Estrogen plays a critical role in the regulation of gap junctions between oocytes and granulosa cells in mammalian ovaries. G protein-coupled receptor 30 (GPR30) was identified as a membrane estrogen receptor, mediating rapid, nongenomic signaling events that might be responsible for the regulation of oocyte meiosis resumption and gap junction intercellular communications (GJICs). The present study aimed to determine the expression and localization of GPR30 and its role in oocyte meiotic progression and GJICs in goat cumulus-oocyte complexes (COCs).
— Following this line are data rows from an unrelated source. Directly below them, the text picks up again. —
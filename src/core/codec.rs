// Copyright (c) 2026 Emberlink
// Licensed under the Apache License, Version 2.0 (the "License");
// you may not use this file except in compliance with the License.
// You may obtain a copy of the License at
//     http://www.apache.org/licenses/LICENSE-2.0
// Unless required by applicable law or agreed to in writing, software
// distributed under the License is distributed on an "AS IS" BASIS,
// WITHOUT WARRANTIES OR CONDITIONS OF ANY KIND, either express or implied.
// See the License for the specific language governing permissions and
// limitations under the License.

#![forbid(unsafe_code)]
#![warn(missing_docs)]

//! Wire codec: 32-byte big-endian header, CRC-16-CCITT, AES-128-CBC
//! payload envelope with PKCS#7 padding.
//!
//! ## Frame layout
//! ```text
//! ┌─────────────────────────── header (32B) ────────────────────────────┐
//! │ ver(1) kind(1) message_id(16) hops(1) ttl(1) ts(4) sender(6) len(2) │
//! └─────────────────────────────────────────────────────────────────────┘
//! ┌ crc(2) ┐┌──────────── ciphertext (len, multiple of 16) ────────────┐
//! └────────┘└───────────────────────────────────────────────────────────┘
//! ```
//! The CRC covers the 32 header bytes followed by the ciphertext. The IV
//! is the message id, so a relay re-encrypting the same record produces
//! the same ciphertext and the duplicate key stays valid network-wide.
//!
//! Decode is two-phase: [`Frame::parse`] verifies structure and checksum
//! without touching the key, so the routing engine can mark the duplicate
//! cache before [`Frame::open`] decrypts. A malformed duplicate of a
//! datagram must be dropped as a duplicate, not retried.

use crate::core::types::{
    DatagramKind, InnerRecord, MessageId, NetworkKey, NodeId, CIPHER_BLOCK_LEN, CRC_LEN,
    HEADER_LEN, MAX_PAYLOAD_LEN, NODE_ID_LEN, PROTOCOL_VERSION,
};
use aes::cipher::{block_padding::Pkcs7, BlockDecryptMut, BlockEncryptMut, KeyIvInit};
use thiserror::Error;

type Aes128CbcEnc = cbc::Encryptor<aes::Aes128>;
type Aes128CbcDec = cbc::Decryptor<aes::Aes128>;

/// Codec failures. Every inbound variant is non-fatal: the routing engine
/// silently drops the datagram and bumps a counter.
#[derive(Debug, Error, PartialEq, Eq)]
pub enum CodecError {
    /// Too short for a header, or the version byte is not ours.
    #[error("malformed header")]
    MalformedHeader,
    /// CRC mismatch over header and payload.
    #[error("bad checksum")]
    BadChecksum,
    /// Kind byte out of range.
    #[error("unknown kind")]
    UnknownKind,
    /// Declared payload length inconsistent with the frame.
    #[error("length mismatch")]
    LengthMismatch,
    /// Ciphertext or padding invalid under the local key.
    #[error("decrypt failed")]
    DecryptFailed,
    /// Inner record violates its schema.
    #[error("malformed record")]
    MalformedRecord,
    /// Encode-side: record does not fit one datagram (no fragmentation).
    #[error("payload exceeds datagram budget")]
    OversizedPayload,
}

/// CRC-16-CCITT: polynomial 0x1021, initial state 0xFFFF, no final XOR,
/// bytes processed MSB-first.
pub fn crc16_ccitt(data: &[u8]) -> u16 {
    let mut crc: u16 = 0xFFFF;
    for &b in data {
        crc ^= (b as u16) << 8;
        for _ in 0..8 {
            if crc & 0x8000 != 0 {
                crc = (crc << 1) ^ 0x1021;
            } else {
                crc <<= 1;
            }
        }
    }
    crc
}

/// Duplicate-detection key: first 16 hex characters of SHA-256 over the
/// message id's canonical string form concatenated with the hex sender id.
/// Two datagrams map to the same key iff they are relay copies of the same
/// originated message.
pub fn duplicate_key(message_id: &MessageId, sender: &NodeId) -> String {
    let input = format!("{}{}", message_id.canonical(), sender);
    let digest = ring::digest::digest(&ring::digest::SHA256, input.as_bytes());
    hex::encode(digest.as_ref())[..16].to_string()
}

/// A parsed datagram: validated header plus the opaque ciphertext payload.
#[derive(Clone, Debug, PartialEq, Eq)]
pub struct Frame {
    /// Kind byte as carried on the wire (RELAY for re-emitted copies).
    pub kind: DatagramKind,
    /// Originator-assigned id, preserved across relays.
    pub message_id: MessageId,
    /// Relay edges traversed so far (originator = 0).
    pub hop_count: u8,
    /// Remaining hop budget.
    pub ttl: u8,
    /// Originator wall clock, seconds since epoch.
    pub timestamp: u32,
    /// Originator id.
    pub sender: NodeId,
    /// Encrypted inner record.
    pub ciphertext: Vec<u8>,
}

impl Frame {
    /// Encrypt `record` and assemble a frame ready for the wire.
    pub fn seal(
        kind: DatagramKind,
        message_id: MessageId,
        hop_count: u8,
        ttl: u8,
        timestamp: u32,
        sender: NodeId,
        record: &InnerRecord,
        key: &NetworkKey,
    ) -> Result<Self, CodecError> {
        let plain = serde_json::to_vec(record).map_err(|_| CodecError::MalformedRecord)?;
        let ciphertext = encrypt_payload(&plain, message_id, key);
        if ciphertext.len() > MAX_PAYLOAD_LEN {
            return Err(CodecError::OversizedPayload);
        }
        Ok(Self {
            kind,
            message_id,
            hop_count,
            ttl,
            timestamp,
            sender,
            ciphertext,
        })
    }

    /// Serialize to wire bytes: header, CRC, ciphertext.
    pub fn to_bytes(&self) -> Vec<u8> {
        let mut header = [0u8; HEADER_LEN];
        header[0] = PROTOCOL_VERSION;
        header[1] = self.kind.as_byte();
        header[2..18].copy_from_slice(self.message_id.as_bytes());
        header[18] = self.hop_count;
        header[19] = self.ttl;
        header[20..24].copy_from_slice(&self.timestamp.to_be_bytes());
        header[24..30].copy_from_slice(self.sender.as_bytes());
        header[30..32].copy_from_slice(&(self.ciphertext.len() as u16).to_be_bytes());

        let mut crc_input = Vec::with_capacity(HEADER_LEN + self.ciphertext.len());
        crc_input.extend_from_slice(&header);
        crc_input.extend_from_slice(&self.ciphertext);
        let crc = crc16_ccitt(&crc_input);

        let mut out = Vec::with_capacity(HEADER_LEN + CRC_LEN + self.ciphertext.len());
        out.extend_from_slice(&header);
        out.extend_from_slice(&crc.to_be_bytes());
        out.extend_from_slice(&self.ciphertext);
        out
    }

    /// Parse and structurally validate wire bytes. Verifies the checksum
    /// but does not touch the payload ciphertext.
    pub fn parse(bytes: &[u8]) -> Result<Self, CodecError> {
        if bytes.len() < HEADER_LEN + CRC_LEN {
            return Err(CodecError::MalformedHeader);
        }
        let header = &bytes[..HEADER_LEN];
        let payload = &bytes[HEADER_LEN + CRC_LEN..];

        let declared = u16::from_be_bytes([header[30], header[31]]) as usize;
        if declared != payload.len() || declared > MAX_PAYLOAD_LEN {
            return Err(CodecError::LengthMismatch);
        }

        let wire_crc = u16::from_be_bytes([bytes[HEADER_LEN], bytes[HEADER_LEN + 1]]);
        let mut crc_input = Vec::with_capacity(HEADER_LEN + payload.len());
        crc_input.extend_from_slice(header);
        crc_input.extend_from_slice(payload);
        if crc16_ccitt(&crc_input) != wire_crc {
            return Err(CodecError::BadChecksum);
        }

        if header[0] != PROTOCOL_VERSION {
            return Err(CodecError::MalformedHeader);
        }
        let kind = DatagramKind::from_byte(header[1]).ok_or(CodecError::UnknownKind)?;
        // A relayed copy has consumed at least one hop.
        if kind == DatagramKind::Relay && header[18] == 0 {
            return Err(CodecError::MalformedHeader);
        }

        let mut id = [0u8; 16];
        id.copy_from_slice(&header[2..18]);
        let mut sender = [0u8; NODE_ID_LEN];
        sender.copy_from_slice(&header[24..30]);

        Ok(Self {
            kind,
            message_id: MessageId::from_bytes(id),
            hop_count: header[18],
            ttl: header[19],
            timestamp: u32::from_be_bytes([header[20], header[21], header[22], header[23]]),
            sender: NodeId::from_bytes(sender),
            ciphertext: payload.to_vec(),
        })
    }

    /// Decrypt and schema-check the inner record.
    pub fn open(&self, key: &NetworkKey) -> Result<InnerRecord, CodecError> {
        if self.ciphertext.is_empty() {
            return Err(CodecError::MalformedRecord);
        }
        if self.ciphertext.len() % CIPHER_BLOCK_LEN != 0 {
            return Err(CodecError::DecryptFailed);
        }
        let plain = decrypt_payload(&self.ciphertext, self.message_id, key)?;
        let record: InnerRecord =
            serde_json::from_slice(&plain).map_err(|_| CodecError::MalformedRecord)?;
        if !record.validate() {
            return Err(CodecError::MalformedRecord);
        }
        // A relayed copy carries the originator's record; any other header
        // kind must agree with the record it wraps.
        if self.kind != DatagramKind::Relay && record.kind() != self.kind {
            return Err(CodecError::MalformedRecord);
        }
        Ok(record)
    }

    /// The duplicate key for this frame.
    pub fn duplicate_key(&self) -> String {
        duplicate_key(&self.message_id, &self.sender)
    }

    /// Fresh datagram for re-emission: kind becomes RELAY, one hop is
    /// consumed. The ciphertext is byte-identical (same record, key, IV),
    /// so only the header and CRC change on the wire. Caller must have
    /// checked `ttl > 0`.
    pub fn relay_copy(&self) -> Self {
        Self {
            kind: DatagramKind::Relay,
            message_id: self.message_id,
            hop_count: self.hop_count.saturating_add(1),
            ttl: self.ttl.saturating_sub(1),
            timestamp: self.timestamp,
            sender: self.sender,
            ciphertext: self.ciphertext.clone(),
        }
    }
}

fn encrypt_payload(plain: &[u8], message_id: MessageId, key: &NetworkKey) -> Vec<u8> {
    Aes128CbcEnc::new(key.as_bytes().into(), message_id.as_bytes().into())
        .encrypt_padded_vec_mut::<Pkcs7>(plain)
}

fn decrypt_payload(
    ciphertext: &[u8],
    message_id: MessageId,
    key: &NetworkKey,
) -> Result<Vec<u8>, CodecError> {
    Aes128CbcDec::new(key.as_bytes().into(), message_id.as_bytes().into())
        .decrypt_padded_vec_mut::<Pkcs7>(ciphertext)
        .map_err(|_| CodecError::DecryptFailed)
}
Immunofluorescence experiments revealed that GPR30 was primarily located in the plasma membrane of cumulus cells and oocytes in goats. 17 beta-estradiol could promote oocyte meiotic progression, which was blocked by G15 (a selective GPR30 antagonist) but not IC1182780 (a nuclear estrogen receptor inhibitor) in the early stage of in vitro culture. The effect of 17 beta-estradiol on the GJICs was quantified by lucifer yellow (LY) microinjection and calcein-AM fluorescent dye diffusion. 17 beta-estradiol treatment of goat COCs resulted in rapid downregulation of GJICs. The transfer of calcein from cumulus cells to oocytes could be significantly inhibited by carbenoxolone (a known gap junction blocker), 17 beta-estradiol or G1 (a GPR30 agonist), and this inhibition could be reversed by G15 but not ICI182780, indicating that GPR30 mediates the effect of 17 beta-estradiol on the rapid downregulation of GJICs. 17.13-estradiol also stimulated the serine 368 phosphorylation of connexin 43 (Cx43) when COCs were in vitro cultured for 4 h, 6 h, and 8 h. More importantly, 17 beta-estradiol or G1 could separately promote the phosphorylation of extracellular signal-regulated kinase 1/2 (ERK 1/2) and Cx43 significantly when COCs were cultured for 4 h. Furthermore, both ERK1/2 and Cx43 phosphorylation could be inhibited by G15 and the epidermal growth factor receptor (EGFR) tyrosine kinase inhibitor AG1478 or by the ERK1/2 inhibitor PD98059, indicating that EGFR-ERK1/2 signaling was involved in these events. These results supported the hypothesis that GPR30 mediated 17 beta-estradiol-stimulated meiotic resumption and GJIC reduction in goat COCs. Thus, the present study provides novel insights into elucidating the mechanisms for steroid hormone action in the regulation of oocyte maturation.